Na prateleira do lado direito do restaurante, por exemplo, uma batedeira que ainda funciona, serve de enfeite e de lembrança. "Era da minha mãe, mas a dona Clara, sogra do meu irmão que usava bastante". No paladar o eletrodoméstico traz à memória a maionese caseira e as sobremesas que dali saíam.
Na parte debaixo, a balança que hoje recebe frutas só de decoração era ferramenta essencial do trabalho da família do marido de Silvia, que décadas atrás tinha um empório em São Paulo. No banheiro, o lavatório antigo divide espaço com a pia. De família, a peça que se resume ao jarro e a bacia, davam suporte para lavar as mãos no passado.

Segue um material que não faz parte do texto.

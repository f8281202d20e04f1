//! Bill rendering from the last placed order.
//!
//! The bill reads the persisted [`PlacedOrder`](crate::order::PlacedOrder)
//! snapshot, never the live cart. It is deliberately forgiving about what it
//! finds in storage:
//!
//! - no snapshot, or a snapshot without its header fields: logged at error
//!   level, and nothing is rendered
//! - an item entry missing its name, price, or quantity, or whose line total
//!   overflows: logged at warn level and skipped; the remaining rows still
//!   render

use askama::Template;
use resto_core::{OrderNumber, OrderTotals, OrderType, PaymentMethod, Price, TableId};
use serde::Deserialize;

use crate::order::PlacedItem;
use crate::storage::{Storage, keys};

/// Message shown in the item table when there are no rows.
pub const NO_ITEMS_MESSAGE: &str = "No items in order";

/// One itemized row of the bill.
#[derive(Debug, Clone, PartialEq, Eq)]
pub struct BillRow {
    pub name: String,
    pub quantity: u32,
    pub unit_price: String,
    pub line_total: String,
}

impl From<&PlacedItem> for BillRow {
    fn from(item: &PlacedItem) -> Self {
        Self {
            name: item.name.clone(),
            quantity: item.quantity,
            unit_price: item.unit_price.to_string(),
            line_total: item
                .unit_price
                .checked_times(item.quantity)
                .unwrap_or_default()
                .to_string(),
        }
    }
}

/// A placed order, ready for display.
#[derive(Debug, Clone, PartialEq, Eq)]
pub struct BillView {
    pub order_number: OrderNumber,
    pub date: String,
    pub customer_name: String,
    pub rows: Vec<BillRow>,
    pub subtotal: String,
    pub tax: String,
    pub total: String,
    pub order_type: Option<OrderType>,
    pub payment_method: Option<PaymentMethod>,
    pub table: Option<TableId>,
    pub no_items_message: &'static str,
}

/// Printable bill markup.
#[derive(Template)]
#[template(path = "bill/bill.html")]
pub struct BillTemplate<'a> {
    pub bill: &'a BillView,
}

/// Plain-text bill for terminals.
#[derive(Template)]
#[template(path = "text/bill.txt")]
pub struct BillTextTemplate<'a> {
    pub bill: &'a BillView,
}

/// Lenient shape of a stored order: items stay raw so that one bad entry
/// cannot sink the whole bill.
#[derive(Debug, Deserialize)]
#[serde(rename_all = "camelCase")]
struct StoredOrder {
    order_number: OrderNumber,
    date: String,
    customer_name: String,
    #[serde(default)]
    items: Vec<serde_json::Value>,
    #[serde(default)]
    subtotal: Option<Price>,
    #[serde(default)]
    tax: Option<Price>,
    #[serde(default)]
    total: Option<Price>,
    #[serde(default)]
    order_type: Option<OrderType>,
    #[serde(default)]
    payment_method: Option<PaymentMethod>,
    #[serde(default)]
    table: Option<TableId>,
}

/// Renders the most recently placed order.
#[derive(Debug, Clone)]
pub struct BillRenderer<S> {
    storage: S,
}

impl<S: Storage> BillRenderer<S> {
    /// A renderer reading from `storage`.
    pub const fn new(storage: S) -> Self {
        Self { storage }
    }

    /// Load the last placed order as a bill view.
    ///
    /// Returns `None` (after logging) when there is no usable snapshot.
    #[must_use]
    pub fn load(&self) -> Option<BillView> {
        let raw = match self.storage.get(keys::LAST_ORDER) {
            Ok(Some(raw)) => raw,
            Ok(None) => {
                tracing::error!("No order details found");
                return None;
            }
            Err(e) => {
                tracing::error!(error = %e, "Failed to read order details");
                return None;
            }
        };

        let stored: StoredOrder = match serde_json::from_str(&raw) {
            Ok(stored) => stored,
            Err(e) => {
                tracing::error!(error = %e, "Order details are unreadable");
                return None;
            }
        };

        Some(build_view(stored))
    }

    /// Render the bill as HTML, or an empty string when there is no order.
    ///
    /// # Errors
    ///
    /// Returns an error if the template fails to render.
    pub fn render_html(&self) -> askama::Result<String> {
        self.load()
            .map_or_else(|| Ok(String::new()), |bill| BillTemplate { bill: &bill }.render())
    }

    /// Render the bill as plain text, or an empty string when there is no order.
    ///
    /// # Errors
    ///
    /// Returns an error if the template fails to render.
    pub fn render_text(&self) -> askama::Result<String> {
        self.load().map_or_else(
            || Ok(String::new()),
            |bill| BillTextTemplate { bill: &bill }.render(),
        )
    }
}

fn build_view(stored: StoredOrder) -> BillView {
    let items: Vec<PlacedItem> = stored
        .items
        .into_iter()
        .enumerate()
        .filter_map(|(index, value)| parse_item(index, value))
        .collect();

    let totals = match (stored.subtotal, stored.tax, stored.total) {
        (Some(subtotal), Some(tax), Some(total)) => OrderTotals {
            subtotal,
            tax,
            total,
        },
        _ => {
            tracing::warn!(
                order_number = %stored.order_number,
                "Order totals missing, recomputing from items"
            );
            OrderTotals::from_lines(items.iter().map(|item| (item.unit_price, item.quantity)))
                .unwrap_or_else(|| {
                    tracing::warn!(
                        order_number = %stored.order_number,
                        "Recomputed order totals overflow, showing zero"
                    );
                    OrderTotals::zero()
                })
        }
    };

    BillView {
        order_number: stored.order_number,
        date: stored.date,
        customer_name: stored.customer_name,
        rows: items.iter().map(BillRow::from).collect(),
        subtotal: totals.subtotal.to_string(),
        tax: totals.tax.to_string(),
        total: totals.total.to_string(),
        order_type: stored.order_type,
        payment_method: stored.payment_method,
        table: stored.table,
        no_items_message: NO_ITEMS_MESSAGE,
    }
}

fn parse_item(index: usize, value: serde_json::Value) -> Option<PlacedItem> {
    match serde_json::from_value::<PlacedItem>(value) {
        Ok(item) if item.name.trim().is_empty() || item.quantity == 0 => {
            tracing::warn!(index, "Skipping bill item with empty name or zero quantity");
            None
        }
        Ok(item) if item.unit_price.checked_times(item.quantity).is_none() => {
            tracing::warn!(index, "Skipping bill item whose line total overflows");
            None
        }
        Ok(item) => Some(item),
        Err(e) => {
            tracing::warn!(index, error = %e, "Skipping malformed bill item");
            None
        }
    }
}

A mistura nos sabores e também nos negócios das famílias Menegazzo e Devoto, também juntou o que era pertence de um e de outro. "Na realidade quase tudo aqui é de família. Eu sempre gostei e preservei muita coisa", observa Silvia. Na parede do corredor, as caixas com talheres que enfeitam compunham os materiais de cozinha das décadas passadas. Os caixotes guardavam os copos depois de lavados.
"Tudo aqui remete ao passado, de manter uma tradição italiana", explica a dona. Na mesinha próxima a um dos balcões de atendimento, o telefone preto era do pai de Silvia e o mandolino, fabricado em 1952, de um tio italiano.